– Если бы из меня душу вынуть, мне бы сносу не было.
– Без души ты был бы мне не нужен.
– Эта манера загорать без лифчика… Скоро вообще на женщин смотреть не захотим.
– Только немки и шведки, гречанки вообще в закрытых купальниках.
– Молодцы, Афродита должна быть экономной. А ты хотела бы быть… – Я собирался спросить – “гречанкой”, но какое-то отмершее озорство дрогнуло во мне, и я закончил: – Греком?
– Греком?! – как будто я предложил ей стать медведицей. Хотя ведь и в волшебных превращениях пол остается инвариантным: парень – в медведя, девушка – в медведицу.
– А что, разве ты не хочешь стать мужчиной?
– Да ну его, вам ведь положено что-то представлять из себя. А мы всякие сойдем.
Чтобы окончательно забыть о себе, мне хотелось убраться подальше от всех зеркал. Бездумье безлюдья манило на излом волнореза, сложенного из обломков олимпийских скал. Но, спускаясь по глыбам в колыхающуюся нирвану, я тут же наступил на какого-то морского ежа. Когда моя сердитая медсестричка сверкающей иглой извлекала из моей пятки черные иглы, воображение внезапно взорвалось: вот нарывающая нога не дает мне ходить, купаться, тянет обратно в жизнь… “Ну почему мне так не везет?..” – я буквально едва удерживал слезы. “Потому что ты все любишь делать по-своему”. Но сошло, позволило забыть о себе.
Прохлаждались мы среди мехов – зеркала, эр-кондишн, метакса с шипучкой (я прямо пристрастился), гостеприимные приказчики: застенчивый химик-технолог Марина из Подмосковья, вдумчивый экономист Гавриил из Кишинева, гусаристый Тадек из Варшавы, зауважавший меня за то, что я знал “Пана Тадеуша”, но рассудительности не потерявший: “Не бывает, чтобы все люди были хорошие”, – а значит, и шубы должны иметь проплешинки – тут же закрасить пульверизатором, прорешинки – тут же подштопать.
Ужасно жалко, что самое отвратительное – соперничество – может быть изгнано из жизни лишь вместе с самой жизнью… В нынешнем мире дуракам вроде меня главное – не считать себя умнее других, не искать нехоженых троп. В Салониках я разнюхал торговую щель с баснословно дешевыми “хвостиками”, а это оказалась “летняя норка”, сыпучая, как перезрелый одуванчик. К счастью, хозяин
(усы, пузо – ну, Сухуми и Сухуми) оказался так добр, что согласился взять обратно всего на каких-то восемьдесят марок дешевле.

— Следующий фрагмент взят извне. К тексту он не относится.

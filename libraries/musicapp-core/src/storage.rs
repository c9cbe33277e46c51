//! Storage trait for the catalog

use crate::error::Result;
use crate::pagination::{Page, PageRequest};
use crate::types::{
    Album, AlbumFilter, AlbumId, AlbumWithArtist, AlbumWithChansons, Artist, ArtistFilter,
    ArtistId, ArtistWithAlbums, Chanson, ChansonId, ChansonWithAlbum, ChansonWithAlbumArtist,
    CreateAlbum, CreateArtist, CreateChanson, RegisterUser, Role, UpdateAlbum, UpdateArtist,
    UpdateChanson, User, UserId, UserWithRoles,
};
use async_trait::async_trait;

/// Storage context providing access to catalog and account operations
///
/// Every method is one request-scoped unit of work. Nested reads
/// (`*_with_*`) resolve their whole graph in a single fetch.
///
/// Mutations return [`CatalogError::NotFound`](crate::CatalogError::NotFound)
/// when the target does not exist and
/// [`CatalogError::Validation`](crate::CatalogError::Validation) when a
/// referenced parent does not exist.
#[async_trait]
pub trait StorageContext: Send + Sync {
    // ========================================================================
    // Artists
    // ========================================================================

    /// Filtered, paginated artist listing in creation order
    async fn list_artists(&self, filter: &ArtistFilter, page: PageRequest) -> Result<Page<Artist>>;

    /// Get artist by ID
    async fn get_artist(&self, id: ArtistId) -> Result<Option<Artist>>;

    /// Get artist with its albums
    async fn get_artist_with_albums(&self, id: ArtistId) -> Result<Option<ArtistWithAlbums>>;

    /// Get artist with its albums and every album's songs
    async fn get_artist_with_albums_and_chansons(
        &self,
        id: ArtistId,
    ) -> Result<Option<ArtistWithAlbums<AlbumWithChansons>>>;

    /// Create a new artist
    async fn create_artist(&self, artist: CreateArtist) -> Result<Artist>;

    /// Apply a partial update and return the refreshed artist
    async fn update_artist(&self, id: ArtistId, update: UpdateArtist) -> Result<Artist>;

    /// Delete an artist together with its albums and songs
    async fn delete_artist(&self, id: ArtistId) -> Result<()>;

    // ========================================================================
    // Albums
    // ========================================================================

    /// Filtered, paginated album listing with each album's artist
    async fn list_albums(
        &self,
        filter: &AlbumFilter,
        page: PageRequest,
    ) -> Result<Page<AlbumWithArtist>>;

    /// Get album by ID
    async fn get_album(&self, id: AlbumId) -> Result<Option<Album>>;

    /// Get album with its owning artist
    async fn get_album_with_artist(&self, id: AlbumId) -> Result<Option<AlbumWithArtist>>;

    /// Create a new album
    async fn create_album(&self, album: CreateAlbum) -> Result<Album>;

    /// Apply a partial update and return the refreshed album
    async fn update_album(&self, id: AlbumId, update: UpdateAlbum) -> Result<Album>;

    /// Delete an album together with its songs
    async fn delete_album(&self, id: AlbumId) -> Result<()>;

    // ========================================================================
    // Chansons
    // ========================================================================

    /// Every song with its album, unpaginated
    async fn get_all_chansons(&self) -> Result<Vec<ChansonWithAlbum>>;

    /// Get song with its album
    async fn get_chanson_with_album(&self, id: ChansonId) -> Result<Option<ChansonWithAlbum>>;

    /// Songs of an album; `None` when the album does not exist
    async fn get_chansons_by_album(&self, album_id: AlbumId) -> Result<Option<Vec<Chanson>>>;

    /// Songs whose title or whose album's artist name contains `query`
    async fn search_chansons(&self, query: &str) -> Result<Vec<ChansonWithAlbumArtist>>;

    /// Create a new song
    async fn create_chanson(&self, chanson: CreateChanson) -> Result<Chanson>;

    /// Apply a partial update and return the refreshed song
    async fn update_chanson(&self, id: ChansonId, update: UpdateChanson) -> Result<Chanson>;

    /// Delete a song
    async fn delete_chanson(&self, id: ChansonId) -> Result<()>;

    // ========================================================================
    // Users & roles
    // ========================================================================

    /// Create a user with credentials and assign `role` atomically
    async fn register_user(
        &self,
        user: &RegisterUser,
        password_hash: &str,
        role: &str,
    ) -> Result<UserWithRoles>;

    /// Find a user by login email
    async fn find_user_by_email(&self, email: &str) -> Result<Option<User>>;

    /// Get a user with roles
    async fn get_user_with_roles(&self, id: UserId) -> Result<Option<UserWithRoles>>;

    /// Get all users
    async fn get_all_users(&self) -> Result<Vec<User>>;

    /// Get the stored password hash for a user
    async fn get_password_hash(&self, id: UserId) -> Result<Option<String>>;

    /// Get a role by its unique name
    async fn get_role(&self, name: &str) -> Result<Option<Role>>;

    /// Assign an existing role to a user; assigning twice is a no-op
    async fn assign_role(&self, user_id: UserId, role: &str) -> Result<()>;

    // ========================================================================
    // Tokens
    // ========================================================================

    /// Revoke a token identifier until its expiry (unix seconds)
    async fn revoke_token(&self, jti: &str, expires_at: i64) -> Result<()>;

    /// Check whether a token identifier was revoked
    async fn is_token_revoked(&self, jti: &str) -> Result<bool>;
}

Зазывалы зазывали нас на олимпийские меховые фабрики – черпать из самого чистого источника; мы съездили, посмотрели с моста на быструю плоскую речку среди сросшейся зелени – в прозрачной воде, как в садке, бродили крупные рыбины. Потом сорганизовалась другая группа; их автобус остановили автоматчики в масках, прекрасно владеющие русским разговорным, и у всех изъяли от двух до пяти тысяч баксов. Но мы, солдаты, не размышляем о пуле, уложившей соседа. Моя мартышка вертится перед зеркалом просто
“для себя”, примеряет даже недосягаемые “целиковые” шубы и шубки, поводит плечами, как манекенщица. Загар, меха, отсветы зеркал – она вспыхивает совершенно ослепительной красотой. Хотя меня теперь не ослепишь, я, прагматичный андрон, толкую лишь о ценах на шубы из хвостиков, лобиков (панцирь из полумесяцев) и даже “из сердца” – гистерезистые петли, нарезанные из грудок бедных зверьков. Но что вы хотите – это жизнь!
Прохладный душ, она, якобы забыв халатик (шедевр тускнеет без ценителя), забегает из ванной в одном лишь купальнике из двух светящихся полосок. Отретушированная загаром – со сдвигом к углю, а не к шоколаду, – фигурка у нее вообще закачаешься. Чем мы тут же и… Но пора безумной акробатики миновала, временами мы замираем друг в друге, словно погружаясь в глубочайшую задумчивость.
Снова расслабленный душ, затем прохладный ланч и сиеста, до предвечернего заплыва погружающая в блаженную очумелость. Затем сверкающая тьма, недра ресторанов озаряются магниевым светом, слепит глаза от пестроты и беззаботности, нарядная толпа заполняет улицы, где даже в толчее никто никогда ни на кого не повышает голоса; завершающая прогулка по меховым угодьям, ужин, явление ночного моря (серебристый бурьян напоминает нам самый дешевый мех – “опоссум”), безопасная замкнутость номера, хорошая, но, помилуй бог, не гениальная книга, упражнения на батуте, сладостное безразличие засыпания, когда ничего не надо в себе глушить изнеможением – все и так приглушено.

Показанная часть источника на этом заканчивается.